Records for the exercise »
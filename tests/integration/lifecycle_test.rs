//! Full-lifecycle tests: submit, poll, classify terminal outcomes.

use std::sync::Arc;

use pretty_assertions::assert_eq;
use tokio_util::sync::CancellationToken;

use quarry::service::{
    FailingExecutionService, FailureKind, MockExecutionService, MockStorageService,
    MOCK_EXECUTION_ID,
};
use quarry::{
    ClientConfig, ExecutionMetadata, ExecutionStatus, QuarryError, QueryClient, QueryOptions,
    QueryRequest, RetryConfig, StatusReport, Value,
};

use super::{build_client, col0_page_with_header, col0_schema, fast_config};

#[tokio::test]
async fn select_one_succeeds_after_two_polls() {
    let execution = Arc::new(
        MockExecutionService::new()
            .with_statuses(vec![
                ExecutionStatus::Queued,
                ExecutionStatus::Running,
                ExecutionStatus::Succeeded,
            ])
            .with_page(col0_schema(), col0_page_with_header(&["1"])),
    );
    let client = build_client(
        execution.clone(),
        Arc::new(MockStorageService::new()),
        fast_config(),
    );

    let envelope = client.query("SELECT 1").await.unwrap();

    assert_eq!(envelope.execution_id, MOCK_EXECUTION_ID);
    assert_eq!(envelope.count, 1);
    let items = envelope.items.unwrap();
    assert_eq!(items.len(), 1);
    assert_eq!(items[0].get("_col0"), Some(&Value::Int(1)));
    assert!(envelope.next_token.is_none());
    assert_eq!(execution.poll_count(), 3);
    assert_eq!(execution.submissions().len(), 1);
}

#[tokio::test]
async fn adopted_failed_execution_surfaces_reason_without_fetch() {
    let execution = Arc::new(MockExecutionService::new().with_status_reports(vec![
        StatusReport {
            status: ExecutionStatus::Failed,
            reason: Some("INSUFFICIENT_PERMISSIONS".to_string()),
            metadata: ExecutionMetadata::default(),
        },
    ]));
    let client = build_client(
        execution.clone(),
        Arc::new(MockStorageService::new()),
        fast_config(),
    );

    let err = client
        .query("c74ff771-5a97-40a8-b2c6-1f9e9d4b7d2e")
        .await
        .unwrap_err();

    match err {
        QuarryError::ExecutionFailed {
            execution_id,
            status,
            reason,
        } => {
            assert_eq!(execution_id, "c74ff771-5a97-40a8-b2c6-1f9e9d4b7d2e");
            assert_eq!(status, ExecutionStatus::Failed);
            assert_eq!(reason, "INSUFFICIENT_PERMISSIONS");
        }
        other => panic!("expected ExecutionFailed, got {other:?}"),
    }
    // Adoption means no submission; failure means no result fetch.
    assert!(execution.submissions().is_empty());
    assert_eq!(execution.fetch_count(), 0);
}

#[tokio::test]
async fn cancelled_execution_is_a_failure_too() {
    let execution = Arc::new(
        MockExecutionService::new().with_statuses(vec![ExecutionStatus::Cancelled]),
    );
    let client = build_client(
        execution,
        Arc::new(MockStorageService::new()),
        fast_config(),
    );

    let err = client.query("SELECT 1").await.unwrap_err();
    assert!(matches!(
        err,
        QuarryError::ExecutionFailed {
            status: ExecutionStatus::Cancelled,
            ..
        }
    ));
}

#[tokio::test]
async fn exhausted_retry_budget_stops_polling() {
    let execution = Arc::new(
        MockExecutionService::new().with_statuses(vec![ExecutionStatus::Running]),
    );
    let config = ClientConfig::new(super::BUCKET)
        .with_retry(RetryConfig::new(1, 3).with_max_delay_ms(2));
    let client = build_client(
        execution.clone(),
        Arc::new(MockStorageService::new()),
        config,
    );

    let err = client.query("SELECT 1").await.unwrap_err();

    match err {
        QuarryError::RetryExhausted {
            attempts,
            last_status,
            ..
        } => {
            assert_eq!(attempts, 3);
            assert_eq!(last_status, ExecutionStatus::Running);
        }
        other => panic!("expected RetryExhausted, got {other:?}"),
    }
    // The budget bounds the polls; nothing is issued afterwards.
    assert_eq!(execution.poll_count(), 3);
    assert_eq!(execution.fetch_count(), 0);
}

#[tokio::test]
async fn transient_poll_errors_are_retried_within_budget() {
    let execution = Arc::new(
        MockExecutionService::new()
            .with_statuses(vec![ExecutionStatus::Succeeded])
            .with_transient_poll_failures(2)
            .with_page(col0_schema(), col0_page_with_header(&["1"])),
    );
    let client = build_client(
        execution.clone(),
        Arc::new(MockStorageService::new()),
        fast_config(),
    );

    let envelope = client.query("SELECT 1").await.unwrap();

    assert_eq!(envelope.count, 1);
    // Two failed polls plus the successful one.
    assert_eq!(execution.poll_count(), 3);
}

#[tokio::test]
async fn authorization_errors_surface_immediately() {
    let client = build_client_failing(FailureKind::Authorization);

    let err = client.query("SELECT 1").await.unwrap_err();
    assert!(matches!(err, QuarryError::Authorization(_)));
}

#[tokio::test]
async fn transient_submit_errors_eventually_surface() {
    let client = build_client_failing(FailureKind::Transient);

    let err = client.query("SELECT 1").await.unwrap_err();
    assert!(matches!(err, QuarryError::Transient(_)));
}

fn build_client_failing(kind: FailureKind) -> QueryClient {
    super::init_logging();
    QueryClient::new(
        Arc::new(FailingExecutionService::new(kind)),
        Arc::new(MockStorageService::new()),
        fast_config(),
    )
    .unwrap()
}

#[tokio::test]
async fn empty_result_is_success_not_error() {
    // A header row with no data rows: the service ran a query that
    // matched nothing.
    let execution = Arc::new(
        MockExecutionService::new().with_page(col0_schema(), col0_page_with_header(&[])),
    );
    let client = build_client(
        execution,
        Arc::new(MockStorageService::new()),
        fast_config(),
    );

    let envelope = client.query("SELECT 1 WHERE 1 = 0").await.unwrap();

    assert_eq!(envelope.count, 0);
    assert_eq!(envelope.items, Some(vec![]));
}

#[tokio::test]
async fn ignore_empty_omits_items_entirely() {
    let execution = Arc::new(
        MockExecutionService::new().with_page(col0_schema(), col0_page_with_header(&[])),
    );
    let config = ClientConfig {
        ignore_empty: true,
        ..fast_config()
    };
    let client = build_client(execution, Arc::new(MockStorageService::new()), config);

    let envelope = client.query("SELECT 1 WHERE 1 = 0").await.unwrap();

    assert_eq!(envelope.count, 0);
    assert!(envelope.items.is_none());
}

#[tokio::test]
async fn skip_results_returns_handle_only() {
    let execution = Arc::new(
        MockExecutionService::new().with_page(col0_schema(), col0_page_with_header(&["1"])),
    );
    let client = build_client(
        execution.clone(),
        Arc::new(MockStorageService::new()),
        fast_config(),
    );

    let options = QueryOptions {
        skip_results: Some(true),
        ..Default::default()
    };
    let envelope = client
        .query_with_options("SELECT 1", &options)
        .await
        .unwrap();

    assert_eq!(envelope.execution_id, MOCK_EXECUTION_ID);
    assert!(envelope.items.is_none());
    assert!(envelope.output_location.is_some());
    assert_eq!(execution.fetch_count(), 0);
}

#[tokio::test]
async fn stats_are_attached_when_requested() {
    let execution = Arc::new(
        MockExecutionService::new()
            .with_statuses(vec![ExecutionStatus::Running, ExecutionStatus::Succeeded])
            .with_final_metadata(ExecutionMetadata {
                bytes_scanned: Some(2_000_000_000_000),
                total_elapsed_ms: Some(4500),
                queue_time_ms: Some(100),
                planning_time_ms: Some(50),
                execution_time_ms: Some(4200),
                service_processing_time_ms: Some(150),
                output_location: None,
            })
            .with_page(col0_schema(), col0_page_with_header(&["1"])),
    );
    let client = build_client(
        execution,
        Arc::new(MockStorageService::new()),
        fast_config(),
    );

    let envelope = client
        .query_with_options("SELECT 1", &QueryOptions::default().with_stats())
        .await
        .unwrap();

    let stats = envelope.stats.unwrap();
    assert_eq!(stats.bytes_scanned, 2_000_000_000_000);
    assert_eq!(stats.cost_estimate_usd, 10.0);
    assert_eq!(stats.total_elapsed_ms, 4500);
    assert_eq!(stats.bytes_scanned_mb(), 2_000_000);
}

#[tokio::test]
async fn adopting_the_same_execution_twice_yields_equal_items() {
    let execution = Arc::new(
        MockExecutionService::new().with_page(col0_schema(), col0_page_with_header(&["1", "2"])),
    );
    let client = build_client(
        execution,
        Arc::new(MockStorageService::new()),
        fast_config(),
    );

    let first = client
        .query("c74ff771-5a97-40a8-b2c6-1f9e9d4b7d2e")
        .await
        .unwrap();
    let second = client
        .query("c74ff771-5a97-40a8-b2c6-1f9e9d4b7d2e")
        .await
        .unwrap();

    assert_eq!(first.items, second.items);
    assert_eq!(first.count, second.count);
}

#[tokio::test]
async fn result_reuse_options_reach_the_submission() {
    let execution = Arc::new(
        MockExecutionService::new().with_page(col0_schema(), col0_page_with_header(&["1"])),
    );
    let client = build_client(
        execution.clone(),
        Arc::new(MockStorageService::new()),
        fast_config(),
    );

    client
        .query_with_options(
            "SELECT 1",
            &QueryOptions::default().with_result_reuse(30),
        )
        .await
        .unwrap();

    let spec = &execution.submissions()[0];
    assert!(spec.result_reuse);
    assert_eq!(spec.result_reuse_max_age_minutes, 30);
    assert_eq!(spec.workgroup, "primary");
    assert_eq!(spec.database, "default");
}

#[tokio::test]
async fn positional_values_are_bound_before_submission() {
    let execution = Arc::new(
        MockExecutionService::new().with_page(col0_schema(), col0_page_with_header(&["1"])),
    );
    let client = build_client(
        execution.clone(),
        Arc::new(MockStorageService::new()),
        fast_config(),
    );

    let request = QueryRequest::sql("SELECT * FROM t WHERE name = ? AND id = ?")
        .with_values(vec!["O'Brien".to_string(), "7".to_string()]);
    client.query(request).await.unwrap();

    assert_eq!(
        execution.submissions()[0].sql,
        "SELECT * FROM t WHERE name = 'O''Brien' AND id = 7"
    );
}

#[tokio::test]
async fn cancellation_token_stops_polling_without_remote_cancel() {
    let execution = Arc::new(
        MockExecutionService::new().with_statuses(vec![ExecutionStatus::Running]),
    );
    let client = build_client(
        execution.clone(),
        Arc::new(MockStorageService::new()),
        fast_config(),
    );

    let token = CancellationToken::new();
    token.cancel();
    let err = client
        .query_with_cancellation("SELECT 1", &QueryOptions::default(), &token)
        .await
        .unwrap_err();

    assert!(err.to_string().contains("cancelled"));
    // Abandoning the poll loop never cancels the remote execution.
    assert!(execution.cancelled().is_empty());
    assert_eq!(execution.poll_count(), 0);
}

#[tokio::test]
async fn explicit_cancel_reaches_the_service() {
    let execution = Arc::new(MockExecutionService::new());
    let client = build_client(
        execution.clone(),
        Arc::new(MockStorageService::new()),
        fast_config(),
    );

    client.cancel("exec-1").await.unwrap();
    assert_eq!(execution.cancelled(), vec!["exec-1".to_string()]);
}

#[tokio::test]
async fn concurrent_queries_poll_independently() {
    let execution = Arc::new(
        MockExecutionService::new()
            .with_statuses(vec![
                ExecutionStatus::Running,
                ExecutionStatus::Succeeded,
            ])
            .with_page(col0_schema(), col0_page_with_header(&["1"])),
    );
    let storage = Arc::new(MockStorageService::new());
    let client = Arc::new(build_client(execution, storage, fast_config()));

    let mut handles = Vec::new();
    for _ in 0..4 {
        let client = client.clone();
        handles.push(tokio::spawn(async move {
            client
                .query("c74ff771-5a97-40a8-b2c6-1f9e9d4b7d2e")
                .await
        }));
    }

    for handle in handles {
        let envelope = handle.await.unwrap().unwrap();
        assert_eq!(envelope.count, 1);
    }
}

Directions » Look through the data above for the word "other". Report each line where it occurs.

Problem solution »
        other => panic!("expected ExecutionFailed, got {other:?}"),
        other => panic!("expected RetryExhausted, got {other:?}"),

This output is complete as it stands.